*WHAT THE TASK ASKS:*
Filter the lines below, keeping each one that holds "TokenSecret".

EXERCISE DATA below:

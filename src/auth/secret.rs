//! Secure token secret wrapper that redacts sensitive material.

// self
use crate::_prelude::*;

/// Redacted token secret wrapper keeping sensitive material out of logs.
#[derive(Clone, PartialEq, Eq, Serialize, Deserialize)]
#[serde(transparent)]
pub struct TokenSecret(String);
impl TokenSecret {
	/// Wraps a new secret string.
	pub fn new(value: impl Into<String>) -> Self {
		Self(value.into())
	}

	/// Returns the inner token value. Callers must avoid logging this string.
	pub fn expose(&self) -> &str {
		&self.0
	}

	/// Renders the `Authorization` header value for bearer authentication.
	pub fn bearer(&self) -> String {
		format!("Bearer {}", self.0)
	}
}
impl AsRef<str> for TokenSecret {
	fn as_ref(&self) -> &str {
		self.expose()
	}
}
impl From<String> for TokenSecret {
	fn from(value: String) -> Self {
		Self(value)
	}
}
impl From<&str> for TokenSecret {
	fn from(value: &str) -> Self {
		Self(value.to_owned())
	}
}
impl Debug for TokenSecret {
	fn fmt(&self, f: &mut Formatter) -> FmtResult {
		f.debug_tuple("TokenSecret").field(&"<redacted>").finish()
	}
}
impl Display for TokenSecret {
	fn fmt(&self, f: &mut Formatter) -> FmtResult {
		f.write_str("<redacted>")
	}
}
//! Credential store keys and the session payloads exchanged with the authentication service.

// self
use crate::{_prelude::*, auth::TokenSecret};

/// Keys under which the credential store persists the token pair.
#[derive(Clone, Copy, Debug, PartialEq, Eq, Hash, PartialOrd, Ord, Serialize, Deserialize)]
pub enum CredentialKey {
	/// Short-lived bearer credential.
	#[serde(rename = "token")]
	AccessToken,
	/// Longer-lived credential used to mint new access tokens.
	#[serde(rename = "refreshToken")]
	RefreshToken,
}
impl CredentialKey {
	/// Every key, in purge order.
	pub const ALL: [Self; 2] = [Self::AccessToken, Self::RefreshToken];

	/// Returns the stable storage name for the key.
	pub const fn as_str(self) -> &'static str {
		match self {
			Self::AccessToken => "token",
			Self::RefreshToken => "refreshToken",
		}
	}
}
impl Display for CredentialKey {
	fn fmt(&self, f: &mut Formatter) -> FmtResult {
		f.write_str(self.as_str())
	}
}
impl FromStr for CredentialKey {
	type Err = UnknownCredentialKey;

	fn from_str(s: &str) -> Result<Self, Self::Err> {
		match s {
			"token" => Ok(Self::AccessToken),
			"refreshToken" => Ok(Self::RefreshToken),
			other => Err(UnknownCredentialKey(other.to_owned())),
		}
	}
}

/// Error returned when parsing an unrecognized storage key.
#[derive(Clone, Debug, PartialEq, Eq, ThisError)]
#[error("Unknown credential key `{0}`.")]
pub struct UnknownCredentialKey(pub String);

/// Username/email + password pair posted to the login endpoint.
#[derive(Clone, Serialize)]
pub struct LoginCredentials {
	/// Account username, when the backend authenticates by username.
	#[serde(skip_serializing_if = "Option::is_none")]
	pub username: Option<String>,
	/// Account email, when the backend authenticates by email.
	#[serde(skip_serializing_if = "Option::is_none")]
	pub email: Option<String>,
	/// Plain-text password; never logged.
	pub password: String,
}
impl LoginCredentials {
	/// Builds email-based credentials.
	pub fn email(email: impl Into<String>, password: impl Into<String>) -> Self {
		Self { username: None, email: Some(email.into()), password: password.into() }
	}

	/// Builds username-based credentials.
	pub fn username(username: impl Into<String>, password: impl Into<String>) -> Self {
		Self { username: Some(username.into()), email: None, password: password.into() }
	}
}
impl Debug for LoginCredentials {
	fn fmt(&self, f: &mut Formatter) -> FmtResult {
		f.debug_struct("LoginCredentials")
			.field("username", &self.username)
			.field("email", &self.email)
			.field("password", &"<redacted>")
			.finish()
	}
}

/// Student profile fields submitted alongside a registration.
#[derive(Clone, Debug, Default, PartialEq, Eq, Serialize, Deserialize)]
pub struct StudentProfile {
	/// ISO-8601 birth date (`YYYY-MM-DD`).
	#[serde(skip_serializing_if = "Option::is_none")]
	pub birth_date: Option<String>,
	/// Free-form education summary.
	#[serde(skip_serializing_if = "Option::is_none")]
	pub education: Option<String>,
	/// Contact phone number.
	#[serde(skip_serializing_if = "Option::is_none")]
	pub phone_number: Option<String>,
}

/// Student registration payload.
#[derive(Clone, Serialize)]
pub struct StudentRegistration {
	/// Desired username.
	pub username: String,
	/// Account email.
	pub email: String,
	/// Password.
	pub password1: String,
	/// Password confirmation; must equal `password1`.
	pub password2: String,
	/// Given name.
	pub first_name: String,
	/// Family name.
	pub last_name: String,
	/// Student-specific profile fields.
	pub student: StudentProfile,
}
impl Debug for StudentRegistration {
	fn fmt(&self, f: &mut Formatter) -> FmtResult {
		f.debug_struct("StudentRegistration")
			.field("username", &self.username)
			.field("email", &self.email)
			.field("first_name", &self.first_name)
			.field("last_name", &self.last_name)
			.field("student", &self.student)
			.finish_non_exhaustive()
	}
}

/// Token pair returned by the login endpoint.
///
/// Older backend releases name the fields `access_token`/`refresh_token`; both spellings are
/// accepted.
#[derive(Clone, Debug, Deserialize)]
pub struct LoginGrant {
	/// Newly issued access token.
	#[serde(alias = "access_token")]
	pub access: TokenSecret,
	/// Newly issued refresh token.
	#[serde(alias = "refresh_token")]
	pub refresh: TokenSecret,
	/// User payload echoed by the backend, if any.
	#[serde(default)]
	pub user: Option<serde_json::Value>,
}

/// Authenticated session returned by a successful login.
#[derive(Clone, Debug)]
pub struct Session {
	/// User payload echoed by the backend, if any.
	pub user: Option<serde_json::Value>,
	/// Instant at which the credentials were installed.
	pub established_at: OffsetDateTime,
}
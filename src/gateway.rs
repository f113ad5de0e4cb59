//! Authenticated API gateway client.
//!
//! [`Gateway`] attaches the stored access token to outbound requests and recovers from
//! access-token expiry: the first 401 starts a single refresh cycle, requests that hit 401 while
//! it is in flight queue behind it, and every rejected request is replayed exactly once with the
//! new credential. A failed refresh purges the stored tokens, rejects the whole queue, and
//! notifies the host's [`SessionListener`].
//! Until the user logs in again, bearer requests fail with [`Error::NotAuthenticated`] without
//! touching the network.

pub mod coordinator;
pub mod metrics;
pub mod send;
pub mod session;

pub use coordinator::*;
pub use metrics::RefreshMetrics;
pub use session::*;

// self
use crate::{
	_prelude::*,
	config::GatewayConfig,
	http::HttpTransport,
	refresh::{EndpointRefresher, TokenRefresher},
	store::CredentialStore,
};
#[cfg(feature = "reqwest")] use crate::http::ReqwestTransport;

#[cfg(feature = "reqwest")]
/// Gateway specialized for the crate's default reqwest transport.
pub type ReqwestGateway = Gateway<ReqwestTransport>;

/// Authenticated client for the marketplace REST API.
///
/// The gateway owns its refresh state, so two gateways never share a refresh cycle even when
/// they share a credential store.
pub struct Gateway<T>
where
	T: ?Sized + HttpTransport,
{
	/// Transport used for every outbound request.
	pub transport: Arc<T>,
	/// Credential store holding the access/refresh token pair.
	pub store: Arc<dyn CredentialStore>,
	/// Remote authentication service used to mint new access tokens.
	pub refresher: Arc<dyn TokenRefresher>,
	/// Validated endpoint configuration.
	pub config: Arc<GatewayConfig>,
	/// Receiver of the unrecoverable-session signal.
	pub listener: Arc<dyn SessionListener>,
	refresh_metrics: Arc<RefreshMetrics>,
	coordinator: Arc<RefreshCoordinator>,
}
impl<T> Gateway<T>
where
	T: ?Sized + HttpTransport,
{
	/// Creates a gateway that refreshes through the config's refresh route using `transport`.
	pub fn with_transport(
		config: GatewayConfig,
		store: Arc<dyn CredentialStore>,
		transport: impl Into<Arc<T>>,
	) -> Result<Self> {
		let transport = transport.into();
		let refresher = EndpointRefresher::from_config(transport.clone(), &config)?;

		Ok(Self::with_refresher(config, store, transport, Arc::new(refresher)))
	}

	/// Creates a gateway with a caller-provided authentication service.
	pub fn with_refresher(
		config: GatewayConfig,
		store: Arc<dyn CredentialStore>,
		transport: impl Into<Arc<T>>,
		refresher: Arc<dyn TokenRefresher>,
	) -> Self {
		Self {
			transport: transport.into(),
			store,
			refresher,
			config: Arc::new(config),
			listener: Arc::new(IgnoreSessionExpiry),
			refresh_metrics: Default::default(),
			coordinator: Default::default(),
		}
	}

	/// Sets the receiver of the unrecoverable-session signal.
	pub fn with_listener(mut self, listener: Arc<dyn SessionListener>) -> Self {
		self.listener = listener;

		self
	}

	/// Returns the current refresh lifecycle.
	pub fn refresh_state(&self) -> RefreshSnapshot {
		self.coordinator.snapshot()
	}

	/// Returns the refresh counters shared by every clone of this gateway.
	pub fn refresh_metrics(&self) -> &RefreshMetrics {
		&self.refresh_metrics
	}
}
#[cfg(feature = "reqwest")]
impl Gateway<ReqwestTransport> {
	/// Creates a gateway backed by a default reqwest client.
	pub fn new(config: GatewayConfig, store: Arc<dyn CredentialStore>) -> Result<Self> {
		Self::with_transport(config, store, ReqwestTransport::default())
	}
}
impl<T> Clone for Gateway<T>
where
	T: ?Sized + HttpTransport,
{
	fn clone(&self) -> Self {
		Self {
			transport: self.transport.clone(),
			store: self.store.clone(),
			refresher: self.refresher.clone(),
			config: self.config.clone(),
			listener: self.listener.clone(),
			refresh_metrics: self.refresh_metrics.clone(),
			coordinator: self.coordinator.clone(),
		}
	}
}
impl<T> Debug for Gateway<T>
where
	T: ?Sized + HttpTransport,
{
	fn fmt(&self, f: &mut Formatter) -> FmtResult {
		f.debug_struct("Gateway")
			.field("api_base", &self.config.api_base.as_str())
			.field("auth_base", &self.config.auth_base.as_str())
			.field("refresh_state", &self.coordinator.snapshot())
			.finish()
	}
}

End of EXERCISE DATA.

*EXERCISE RESPONSE:*
pub struct TokenSecret(String);
impl TokenSecret {
impl AsRef<str> for TokenSecret {
impl From<String> for TokenSecret {
impl From<&str> for TokenSecret {
impl Debug for TokenSecret {
		f.debug_tuple("TokenSecret").field(&"<redacted>").finish()
impl Display for TokenSecret {
use crate::{_prelude::*, auth::TokenSecret};
	pub access: TokenSecret,
	pub refresh: TokenSecret,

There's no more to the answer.